===== DATA EXTRACTS

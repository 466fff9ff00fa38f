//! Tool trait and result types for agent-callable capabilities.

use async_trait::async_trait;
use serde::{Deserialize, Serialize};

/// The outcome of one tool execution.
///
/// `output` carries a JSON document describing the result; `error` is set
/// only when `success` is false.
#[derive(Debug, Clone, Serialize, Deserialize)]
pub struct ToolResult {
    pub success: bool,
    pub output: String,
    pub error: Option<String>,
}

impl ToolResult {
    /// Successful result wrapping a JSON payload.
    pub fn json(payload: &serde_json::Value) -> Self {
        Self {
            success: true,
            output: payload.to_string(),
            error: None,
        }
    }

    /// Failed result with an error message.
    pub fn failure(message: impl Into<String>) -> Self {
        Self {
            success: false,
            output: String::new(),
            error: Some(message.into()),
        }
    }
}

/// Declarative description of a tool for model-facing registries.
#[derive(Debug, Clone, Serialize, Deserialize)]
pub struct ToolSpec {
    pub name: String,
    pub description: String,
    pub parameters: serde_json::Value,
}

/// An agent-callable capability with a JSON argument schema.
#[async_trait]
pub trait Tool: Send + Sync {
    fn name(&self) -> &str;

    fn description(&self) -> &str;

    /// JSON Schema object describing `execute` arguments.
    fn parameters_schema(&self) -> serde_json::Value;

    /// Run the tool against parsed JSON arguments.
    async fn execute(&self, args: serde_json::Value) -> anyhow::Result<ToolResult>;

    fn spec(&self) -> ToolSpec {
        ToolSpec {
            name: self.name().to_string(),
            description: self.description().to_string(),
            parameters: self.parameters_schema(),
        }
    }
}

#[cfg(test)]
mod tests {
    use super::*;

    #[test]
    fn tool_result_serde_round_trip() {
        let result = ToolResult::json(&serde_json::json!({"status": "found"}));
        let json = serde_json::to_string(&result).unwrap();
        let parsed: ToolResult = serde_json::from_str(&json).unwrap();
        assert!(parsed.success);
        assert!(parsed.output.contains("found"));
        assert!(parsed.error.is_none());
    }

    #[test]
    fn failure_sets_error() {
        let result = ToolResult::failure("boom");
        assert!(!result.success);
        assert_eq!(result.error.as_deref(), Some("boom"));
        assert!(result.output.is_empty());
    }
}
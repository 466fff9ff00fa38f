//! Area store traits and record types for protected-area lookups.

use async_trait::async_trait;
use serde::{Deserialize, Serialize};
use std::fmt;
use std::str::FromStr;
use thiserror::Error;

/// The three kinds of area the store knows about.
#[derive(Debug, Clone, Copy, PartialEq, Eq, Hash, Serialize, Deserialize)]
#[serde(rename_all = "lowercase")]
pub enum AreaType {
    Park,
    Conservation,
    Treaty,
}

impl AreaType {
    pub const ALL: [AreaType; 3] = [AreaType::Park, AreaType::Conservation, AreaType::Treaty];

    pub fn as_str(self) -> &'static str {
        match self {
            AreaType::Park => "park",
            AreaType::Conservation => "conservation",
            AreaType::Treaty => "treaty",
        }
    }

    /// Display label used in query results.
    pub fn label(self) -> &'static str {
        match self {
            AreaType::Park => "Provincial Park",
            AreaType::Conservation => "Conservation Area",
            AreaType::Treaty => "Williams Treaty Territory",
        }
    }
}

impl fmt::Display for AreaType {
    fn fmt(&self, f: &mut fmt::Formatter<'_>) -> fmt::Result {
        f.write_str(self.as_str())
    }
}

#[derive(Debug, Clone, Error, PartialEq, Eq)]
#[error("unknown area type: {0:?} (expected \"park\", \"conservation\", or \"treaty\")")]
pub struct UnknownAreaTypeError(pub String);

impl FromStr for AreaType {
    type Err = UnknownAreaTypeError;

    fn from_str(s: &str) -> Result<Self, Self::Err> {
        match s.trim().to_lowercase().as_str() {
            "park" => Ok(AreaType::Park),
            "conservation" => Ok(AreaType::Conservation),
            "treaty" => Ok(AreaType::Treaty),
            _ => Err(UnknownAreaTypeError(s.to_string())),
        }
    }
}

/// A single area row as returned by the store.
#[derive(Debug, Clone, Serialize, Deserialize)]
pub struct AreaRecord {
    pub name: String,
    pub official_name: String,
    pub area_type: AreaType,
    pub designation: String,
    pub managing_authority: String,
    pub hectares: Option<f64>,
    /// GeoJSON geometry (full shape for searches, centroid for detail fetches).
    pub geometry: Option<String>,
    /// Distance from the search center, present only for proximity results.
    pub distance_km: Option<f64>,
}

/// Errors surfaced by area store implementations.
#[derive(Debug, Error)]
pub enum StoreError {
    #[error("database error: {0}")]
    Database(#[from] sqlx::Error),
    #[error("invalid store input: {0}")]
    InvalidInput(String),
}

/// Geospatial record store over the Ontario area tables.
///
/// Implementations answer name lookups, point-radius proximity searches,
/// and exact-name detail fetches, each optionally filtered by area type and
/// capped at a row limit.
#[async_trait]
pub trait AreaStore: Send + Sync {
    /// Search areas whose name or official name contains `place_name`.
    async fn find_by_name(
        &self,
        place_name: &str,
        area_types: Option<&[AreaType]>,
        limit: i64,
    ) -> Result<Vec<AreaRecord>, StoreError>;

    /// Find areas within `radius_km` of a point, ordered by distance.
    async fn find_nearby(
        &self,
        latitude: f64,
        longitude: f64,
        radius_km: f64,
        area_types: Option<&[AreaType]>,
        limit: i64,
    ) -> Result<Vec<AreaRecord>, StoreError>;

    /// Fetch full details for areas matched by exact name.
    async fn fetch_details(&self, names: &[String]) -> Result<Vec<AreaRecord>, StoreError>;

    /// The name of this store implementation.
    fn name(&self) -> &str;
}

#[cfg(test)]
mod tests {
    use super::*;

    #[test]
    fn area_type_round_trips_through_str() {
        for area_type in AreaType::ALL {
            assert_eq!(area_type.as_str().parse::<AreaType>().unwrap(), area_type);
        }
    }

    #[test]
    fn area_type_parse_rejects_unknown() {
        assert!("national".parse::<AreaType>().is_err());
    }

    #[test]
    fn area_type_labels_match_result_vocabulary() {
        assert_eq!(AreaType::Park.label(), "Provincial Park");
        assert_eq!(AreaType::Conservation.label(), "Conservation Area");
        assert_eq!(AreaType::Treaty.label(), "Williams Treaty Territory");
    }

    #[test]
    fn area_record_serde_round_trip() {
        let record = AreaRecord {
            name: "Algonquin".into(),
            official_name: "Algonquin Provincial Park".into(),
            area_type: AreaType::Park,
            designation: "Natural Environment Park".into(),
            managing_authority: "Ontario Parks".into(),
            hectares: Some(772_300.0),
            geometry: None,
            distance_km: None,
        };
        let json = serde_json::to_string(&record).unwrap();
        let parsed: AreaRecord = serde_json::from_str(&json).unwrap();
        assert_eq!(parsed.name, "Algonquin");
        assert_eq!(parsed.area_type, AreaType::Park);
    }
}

==========

**ASSIGNED TASK**
If a line above holds the string "point", copy it out.

**REPLY**
/// Implementations answer name lookups, point-radius proximity searches,
    /// Find areas within `radius_km` of a point, ordered by distance.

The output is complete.